[[ Given records, beginning ]]

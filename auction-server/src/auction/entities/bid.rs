use super::{
    AuctionId,
    UnixTimestampMs,
};

/// Proof that a bid committed, with the deadline the commit produced.
#[derive(Clone, Debug, PartialEq)]
pub struct BidReceipt {
    pub auction_id: AuctionId,
    pub amount:     u64,
    pub end_time:   UnixTimestampMs,
}
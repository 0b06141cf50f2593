use {
    clap::Args,
    std::net::SocketAddr,
};

const DEFAULT_LISTEN_ADDR: &str = "127.0.0.1:9000";

#[derive(Args, Clone, Debug)]
#[command(next_help_heading = "Server Options")]
#[group(id = "Server")]
pub struct Options {
    /// Address and port the server will bind to.
    #[arg(long = "listen-addr")]
    #[arg(default_value = DEFAULT_LISTEN_ADDR)]
    #[arg(env = "LISTEN_ADDR")]
    pub listen_addr: SocketAddr,
}
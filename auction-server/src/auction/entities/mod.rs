mod auction;
mod bid;

pub use {
    auction::*,
    bid::*,
};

[[ Given records, end ]]

Exercise directions = Reproduce the material above, keeping every line intact.

Written response =
filename auction-server/src/auction/entities/bid.rs
use super::{
    AuctionId,
    UnixTimestampMs,
};

/// Proof that a bid committed, with the deadline the commit produced.
#[derive(Clone, Debug, PartialEq)]
pub struct BidReceipt {
    pub auction_id: AuctionId,
    pub amount:     u64,
    pub end_time:   UnixTimestampMs,
}
repository 0b06141cf50f2593
use {
    clap::Args,
    std::net::SocketAddr,
};

const DEFAULT_LISTEN_ADDR: &str = "127.0.0.1:9000";

#[derive(Args, Clone, Debug)]
#[command(next_help_heading = "Server Options")]
#[group(id = "Server")]
pub struct Options {
    /// Address and port the server will bind to.
    #[arg(long = "listen-addr")]
    #[arg(default_value = DEFAULT_LISTEN_ADDR)]
    #[arg(env = "LISTEN_ADDR")]
    pub listen_addr: SocketAddr,
}
filename auction-server/src/auction/entities/mod.rs
mod auction;
mod bid;

pub use {
    auction::*,
    bid::*,
};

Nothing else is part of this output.